A menos de dos semanas del inicio del Mundial 2026, la FIFA quedó envuelta en una fuerte polémica luego de que fiscalías de Estados Unidos iniciaran una investigación formal por presuntas irregularidades en la venta de entradas para el torneo.
Las fiscalías de Nueva York y Nueva Jersey avanzan sobre posibles prácticas fraudulentas vinculadas a la comercialización de tickets, especialmente en los partidos programados en el MetLife Stadium, escenario que además albergará la final del campeonato el próximo 19 de julio.

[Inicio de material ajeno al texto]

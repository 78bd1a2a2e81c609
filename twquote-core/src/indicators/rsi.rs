//! Relative Strength Index (RSI).
//!
//! Exponential smoothing of gains and losses with centre of mass `period - 1`
//! (alpha = 1 / period), unadjusted and seeded with the first change.
//! RSI = 100 - 100 / (1 + avg_gain / avg_loss)
//! A zero avg_loss is replaced by `EPSILON`: all-gain windows read just under
//! 100, flat windows read 0.
//! Lookback: 1 (the first bar has no change).

use crate::components::indicator::Indicator;
use crate::domain::Bar;
use crate::indicators::ema::{com_alpha, ema_of_series};
use crate::indicators::numeric::safe_div;

#[derive(Debug, Clone)]
pub struct Rsi {
    period: usize,
    name: String,
}

impl Rsi {
    pub fn new(period: usize) -> Self {
        assert!(period >= 1, "RSI period must be >= 1");
        Self {
            period,
            name: format!("rsi{period}"),
        }
    }
}

impl Indicator for Rsi {
    fn name(&self) -> &str {
        &self.name
    }

    fn compute(&self, bars: &[Bar]) -> Vec<Option<f64>> {
        let closes: Vec<Option<f64>> = bars.iter().map(|b| b.close).collect();
        rsi_of_series(&closes, self.period)
    }
}

pub fn rsi_of_series(closes: &[Option<f64>], period: usize) -> Vec<Option<f64>> {
    let changes: Vec<Option<f64>> = std::iter::once(None)
        .chain(closes.windows(2).map(|w| Some(w[1]? - w[0]?)))
        .take(closes.len())
        .collect();

    let gains: Vec<Option<f64>> = changes.iter().map(|c| c.map(|c| c.max(0.0))).collect();
    let losses: Vec<Option<f64>> = changes.iter().map(|c| c.map(|c| (-c).max(0.0))).collect();

    let alpha = com_alpha(period.saturating_sub(1));
    let avg_gain = ema_of_series(&gains, alpha);
    let avg_loss = ema_of_series(&losses, alpha);

    avg_gain
        .iter()
        .zip(&avg_loss)
        .map(|(g, l)| {
            let rs = safe_div((*g)?, (*l)?);
            Some(100.0 - 100.0 / (1.0 + rs))
        })
        .collect()
}
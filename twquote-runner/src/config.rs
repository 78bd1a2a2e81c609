//! Snapshot run configuration.
//!
//! Read from a TOML file; every field has a default so an empty file (or no
//! file at all) is a valid configuration. Command-line flags override the
//! values read here.

use serde::{Deserialize, Serialize};
use std::path::{Path, PathBuf};
use thiserror::Error;
use twquote_core::data::ticker_list;
use twquote_core::data::Lookback;
use twquote_core::engine::IndicatorProfile;
use twquote_core::snapshot::DEFAULT_HISTORY_LEN;

/// Config file looked up in the working directory when none is given.
pub const DEFAULT_CONFIG_FILE: &str = "twquote.toml";

#[derive(Debug, Error)]
pub enum ConfigError {
    #[error("read config {path}: {source}")]
    Io {
        path: String,
        source: std::io::Error,
    },

    #[error("parse config TOML: {0}")]
    Parse(#[from] toml::de::Error),

    #[error("invalid config: {0}")]
    Invalid(String),
}

/// Everything a snapshot run needs besides the providers themselves.
#[derive(Debug, Clone, PartialEq, Serialize, Deserialize)]
#[serde(default, deny_unknown_fields)]
pub struct SnapshotConfig {
    /// JSON array or TOML `tickers = [..]` file.
    pub tickers_file: PathBuf,

    /// Used when `tickers_file` does not exist.
    pub fallback_tickers: Vec<String>,

    /// Snapshot document to write; the default is where the web page reads it.
    pub output: PathBuf,

    pub profile: IndicatorProfile,

    /// How much history to request per ticker.
    pub lookback: Lookback,

    /// Bars kept per record, newest first.
    pub history_len: usize,

    /// Worker threads; `None` uses the rayon default.
    pub threads: Option<usize>,

    /// Look up foreign/trust net flow for Taiwan tickers.
    pub institutional_flow: bool,

    /// Look up the next earnings date.
    pub earnings: bool,
}

impl Default for SnapshotConfig {
    fn default() -> Self {
        Self {
            tickers_file: PathBuf::from("stock_list.json"),
            fallback_tickers: ticker_list::default_fallback(),
            output: PathBuf::from("public/stocks.json"),
            profile: IndicatorProfile::default(),
            lookback: Lookback::default(),
            history_len: DEFAULT_HISTORY_LEN,
            threads: None,
            institutional_flow: true,
            earnings: true,
        }
    }
}

impl SnapshotConfig {
    /// Load a config from a TOML file.
    pub fn from_file(path: &Path) -> Result<Self, ConfigError> {
        let content = std::fs::read_to_string(path).map_err(|source| ConfigError::Io {
            path: path.display().to_string(),
            source,
        })?;
        Self::from_toml(&content)
    }

    /// Parse and validate a config from a TOML string.
    pub fn from_toml(content: &str) -> Result<Self, ConfigError> {
        let config: Self = toml::from_str(content)?;
        config.validate()?;
        Ok(config)
    }

    /// Load `path` if given; otherwise `twquote.toml` if present, else defaults.
    ///
    /// An explicitly named file that is missing is an error.
    pub fn load(path: Option<&Path>) -> Result<Self, ConfigError> {
        match path {
            Some(path) => Self::from_file(path),
            None => {
                let default = Path::new(DEFAULT_CONFIG_FILE);
                if default.is_file() {
                    Self::from_file(default)
                } else {
                    Ok(Self::default())
                }
            }
        }
    }

    /// Reject values no run could use.
    pub fn validate(&self) -> Result<(), ConfigError> {
        if self.history_len == 0 {
            return Err(ConfigError::Invalid("history_len must be at least 1".into()));
        }
        if self.threads == Some(0) {
            return Err(ConfigError::Invalid("threads must be at least 1".into()));
        }
        self.lookback
            .validate()
            .map_err(|e| ConfigError::Invalid(e.to_string()))
    }
}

La investigación se originó tras numerosas denuncias de hinchas que aseguraron haber pagado valores elevados por ubicaciones VIP o de alta categoría y, posteriormente, recibieron asientos considerablemente inferiores dentro de los estadios.
Frente a esta situación, las fiscales Letitia James y Jennifer Davenport solicitaron formalmente a la FIFA la entrega de documentación relacionada con el sistema de venta de entradas y las políticas utilizadas para reubicar espectadores.
Según indicaron las autoridades estadounidenses, miles de compradores habrían sido afectados por cambios de ubicación sin explicaciones claras ni mecanismos concretos de devolución del dinero.
Otro de los puntos bajo análisis es el sistema gradual de liberación de entradas implementado por la FIFA. Los investigadores sospechan que esta modalidad, sumada a estrategias de marketing específicas, pudo haber contribuido a incrementar artificialmente los precios de los tickets.
Ante el creciente malestar, organismos de defensa del consumidor comenzaron a convocar a fanáticos afectados para formalizar denuncias y aportar pruebas a la investigación judicial.
La presión sobre la FIFA no se limita únicamente a Nueva York y Nueva Jersey. Semanas atrás, el fiscal general de California, Rob Bonta, también había solicitado explicaciones sobre el uso de algoritmos y sistemas de precios dinámicos durante la comercialización de entradas para el torneo.
En paralelo, organizaciones de hinchas europeos elevaron fuertes críticas contra la entidad presidida por Gianni Infantino. Desde Football Supporters Europe (FSE) acusaron a la FIFA de cometer una «extorsión» y una «traición monumental» hacia los aficionados que planeaban asistir al Mundial.
Hasta el momento, la FIFA evitó pronunciarse públicamente sobre la nueva investigación judicial. Sin embargo, semanas atrás defendió su política de precios al sostener que el sistema utilizado responde a «prácticas habituales del mercado» aplicadas en grandes eventos internacionales.